Cómo se trata el mutismo selectivo

Después de una cuidadosa evaluación diagnóstica, los niños a los que se les ha diagnosticado mutismo selectivo deben comenzar a trabajar con un proveedor de salud mental, idealmente un psicólogo que tenga experiencia en el tratamiento del mutismo selectivo. El tratamiento consiste en una terapia conductual especializada con técnicas que estimulan el habla y luego refuerzan las experiencias exitosas de habla con muchos elogios etiquetados y pequeños incentivos.

Parte del tratamiento consiste en ayudar a los niños con SM a enfrentar las situaciones que les causan ansiedad en lugar de evitarlas. Esto ayudará a que su ansiedad se desvanezca con el tiempo. Sin embargo, los niños con mutismo selectivo nunca deben ser persuadidos o empujados a hablar.
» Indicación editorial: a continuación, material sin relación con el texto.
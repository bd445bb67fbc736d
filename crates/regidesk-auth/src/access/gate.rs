//! Role gate for protected operations.

use tracing::warn;

use regidesk_core::error::AppError;
use regidesk_core::result::AppResult;
use regidesk_entity::user::{User, UserRole};

use crate::session::SessionView;

/// Outcome of an access check.
#[derive(Debug, Clone, PartialEq)]
pub enum AccessDecision {
    /// The caller holds a live session with sufficient privilege.
    Granted {
        /// The authenticated caller.
        user: User,
    },
    /// No live session exists.
    NoSession,
    /// The caller is authenticated but under-privileged.
    InsufficientRole {
        /// The minimum role the operation needs.
        required: UserRole,
        /// The role the caller actually holds.
        actual: UserRole,
    },
}

/// Gates protected operations on the caller's session and role.
///
/// Holds only a read-only [`SessionView`]; a denial never mutates session
/// state. Checks run before the guarded operation touches any record, so
/// a denied call leaves no trace beyond a log line.
#[derive(Debug, Clone)]
pub struct AccessGate {
    view: SessionView,
}

impl AccessGate {
    pub fn new(view: SessionView) -> Self {
        Self { view }
    }

    /// Decide whether the current caller may perform an operation
    /// requiring at least `required`.
    pub async fn check(&self, required: UserRole) -> AccessDecision {
        let Some(user) = self.view.current_user().await else {
            return AccessDecision::NoSession;
        };
        if user.role.has_at_least(&required) {
            AccessDecision::Granted { user }
        } else {
            warn!(
                username = %user.username,
                actual = %user.role,
                required = %required,
                "Access denied: insufficient role"
            );
            AccessDecision::InsufficientRole {
                required,
                actual: user.role,
            }
        }
    }

    /// Like [`AccessGate::check`], but maps denials to errors for callers
    /// that propagate with `?`.
    pub async fn require(&self, required: UserRole) -> AppResult<User> {
        match self.check(required).await {
            AccessDecision::Granted { user } => Ok(user),
            AccessDecision::NoSession => Err(AppError::authentication("No live session")),
            AccessDecision::InsufficientRole { required, actual } => Err(AppError::authorization(
                format!("Operation requires role {required}, caller has {actual}"),
            )),
        }
    }
}

#[cfg(test)]
mod tests {
    use super::*;
    use std::sync::Arc;

    use chrono::Utc;

    use regidesk_core::error::ErrorKind;
    use regidesk_core::types::UserId;
    use regidesk_entity::session::Session;
    use regidesk_storage::MemorySessionBackend;

    use crate::session::SessionStore;

    fn user_with_role(role: UserRole) -> User {
        User {
            id: UserId::new(),
            username: "registrar".into(),
            display_name: "Registrar Staff".into(),
            role,
        }
    }

    async fn gate_for(role: Option<UserRole>) -> AccessGate {
        let store = SessionStore::new(Arc::new(MemorySessionBackend::new()));
        if let Some(role) = role {
            store
                .set(Session::new("a.b.c", user_with_role(role), Utc::now()))
                .await
                .unwrap();
        }
        AccessGate::new(store.view())
    }

    #[tokio::test]
    async fn test_no_session_is_denied() {
        let gate = gate_for(None).await;
        assert_eq!(gate.check(UserRole::User).await, AccessDecision::NoSession);
        let err = gate.require(UserRole::User).await.unwrap_err();
        assert_eq!(err.kind, ErrorKind::Authentication);
    }

    #[tokio::test]
    async fn test_admin_passes_admin_gate() {
        let gate = gate_for(Some(UserRole::Admin)).await;
        assert!(matches!(
            gate.check(UserRole::Admin).await,
            AccessDecision::Granted { .. }
        ));
    }

    #[tokio::test]
    async fn test_regular_user_denied_admin_gate() {
        let gate = gate_for(Some(UserRole::User)).await;
        assert_eq!(
            gate.check(UserRole::Admin).await,
            AccessDecision::InsufficientRole {
                required: UserRole::Admin,
                actual: UserRole::User,
            }
        );
        let err = gate.require(UserRole::Admin).await.unwrap_err();
        assert_eq!(err.kind, ErrorKind::Authorization);
    }

    #[tokio::test]
    async fn test_admin_passes_user_gate() {
        let gate = gate_for(Some(UserRole::Admin)).await;
        assert!(matches!(
            gate.check(UserRole::User).await,
            AccessDecision::Granted { .. }
        ));
    }
}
El ritmo del tratamiento debe ser muy gradual y no se debe pedir a los niños que hagan algo que sea demasiado difícil para ellos. El objetivo del tratamiento es ayudar a construir la confianza del niño acumulando experiencias de habla más exitosas. Empujar a un niño a hacer algo más de lo que puede manejar puede tener un efecto negativo si no es capaz de cumplir con las expectativas.
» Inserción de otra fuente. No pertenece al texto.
//! Document request / enrollment record model.

use chrono::{DateTime, Utc};
use serde::{Deserialize, Serialize};

use regidesk_core::traits::Versioned;
use regidesk_core::types::{RequestId, UserId};

use crate::user::UserRole;

use super::document_type::DocumentType;
use super::status::RequestStatus;

/// A document request or enrollment record.
///
/// Created when a user submits a request; mutated only through the
/// transition engine; never deleted by this core. The `form_data` payload
/// is opaque — student details, pickup preferences, and uploaded file
/// references pass through untouched.
#[derive(Debug, Clone, Serialize, Deserialize)]
pub struct RequestRecord {
    /// Unique record identifier.
    pub id: RequestId,
    /// The user who submitted the request.
    pub requester: UserId,
    /// What is being requested.
    pub document_type: DocumentType,
    /// Current pipeline status.
    pub status: RequestStatus,
    /// Opaque submitted form payload.
    pub form_data: serde_json::Value,
    /// Reason supplied when the request was rejected.
    pub rejection_reason: Option<String>,

    // -- Per-destination-state stamps --
    /// When the request was approved.
    pub approved_at: Option<DateTime<Utc>>,
    /// When the request was rejected.
    pub rejected_at: Option<DateTime<Utc>>,
    /// When the appointment stub was issued.
    pub stub_generated_at: Option<DateTime<Utc>>,
    /// When the document became ready for pickup.
    pub ready_at: Option<DateTime<Utc>>,
    /// When the request was fulfilled.
    pub completed_at: Option<DateTime<Utc>>,

    /// Role-stamped transition history, oldest first.
    pub history: Vec<TransitionEntry>,
    /// Optimistic concurrency version, bumped by the store on update.
    pub version: i64,
    /// When the record was created.
    pub created_at: DateTime<Utc>,
    /// When the record was last updated.
    pub updated_at: DateTime<Utc>,
}

/// One entry in a record's transition history.
#[derive(Debug, Clone, Serialize, Deserialize)]
pub struct TransitionEntry {
    /// Status before the transition.
    pub from: RequestStatus,
    /// Status after the transition.
    pub to: RequestStatus,
    /// Role of the actor who made the change.
    pub actor_role: UserRole,
    /// When the transition happened.
    pub at: DateTime<Utc>,
}

impl RequestRecord {
    /// Create a fresh record in the `pending` state.
    pub fn new(
        requester: UserId,
        document_type: DocumentType,
        form_data: serde_json::Value,
        now: DateTime<Utc>,
    ) -> Self {
        Self {
            id: RequestId::new(),
            requester,
            document_type,
            status: RequestStatus::Pending,
            form_data,
            rejection_reason: None,
            approved_at: None,
            rejected_at: None,
            stub_generated_at: None,
            ready_at: None,
            completed_at: None,
            history: Vec::new(),
            version: 0,
            created_at: now,
            updated_at: now,
        }
    }

    /// The stamp recorded when this record entered `status`, if any.
    pub fn stamp_for(&self, status: RequestStatus) -> Option<DateTime<Utc>> {
        match status {
            RequestStatus::Approved => self.approved_at,
            RequestStatus::Rejected => self.rejected_at,
            RequestStatus::StubGenerated => self.stub_generated_at,
            RequestStatus::Ready => self.ready_at,
            RequestStatus::Completed => self.completed_at,
            RequestStatus::Pending => Some(self.created_at),
        }
    }

    /// Set the stamp for the given destination state.
    pub fn set_stamp(&mut self, status: RequestStatus, at: DateTime<Utc>) {
        match status {
            RequestStatus::Approved => self.approved_at = Some(at),
            RequestStatus::Rejected => self.rejected_at = Some(at),
            RequestStatus::StubGenerated => self.stub_generated_at = Some(at),
            RequestStatus::Ready => self.ready_at = Some(at),
            RequestStatus::Completed => self.completed_at = Some(at),
            // Records are only ever created in pending; nothing to stamp.
            RequestStatus::Pending => {}
        }
    }
}

impl Versioned for RequestRecord {
    fn version(&self) -> i64 {
        self.version
    }

    fn set_version(&mut self, version: i64) {
        self.version = version;
    }
}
Dado que los niños con SM suelen ser jóvenes, el tratamiento también debe incluir el trabajo directo con los padres, cuidadores y otros adultos que apoyan al niño para que aprendan a ayudarle a hablar y a participar. El terapeuta del niño también debería enseñar a los cuidadores a evitar “rescatar” al niño respondiendo por él o aceptando una dependencia excesiva de la comunicación no verbal. Es común que los adultos muy bien intencionados hagan esto automáticamente, pero en realidad puede reforzar el mutismo selectivo del niño.
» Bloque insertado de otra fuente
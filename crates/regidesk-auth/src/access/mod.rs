//! Role-based access decisions.

pub mod gate;

pub use gate::{AccessDecision, AccessGate};
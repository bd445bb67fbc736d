//! Domain events emitted by the session and workflow subsystems.

pub mod request;
pub mod session;

pub use request::RequestEvent;
pub use session::SessionEvent;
Saber cuándo y cómo pedirle a un niño con mutismo selectivo que participe en la clase puede ser difícil. Por eso es extremadamente importante que los profesores sepan en qué está trabajando un estudiante en la terapia y que obtengan pautas sobre la mejor manera de apoyar y reforzar el progreso que está haciendo. Los expertos en el tratamiento del mutismo selectivo han descubierto que los niños tienen más éxito cuando sus maestros, padres y terapeutas se asocian para formar un equipo, compartiendo objetivos, consejos y retroalimentación. Esta asociación es esencial porque aunque el niño esté progresando en el consultorio del clínico, si sus logros no se traducen en un progreso en el aula, su tratamiento no está dando los resultados esperados.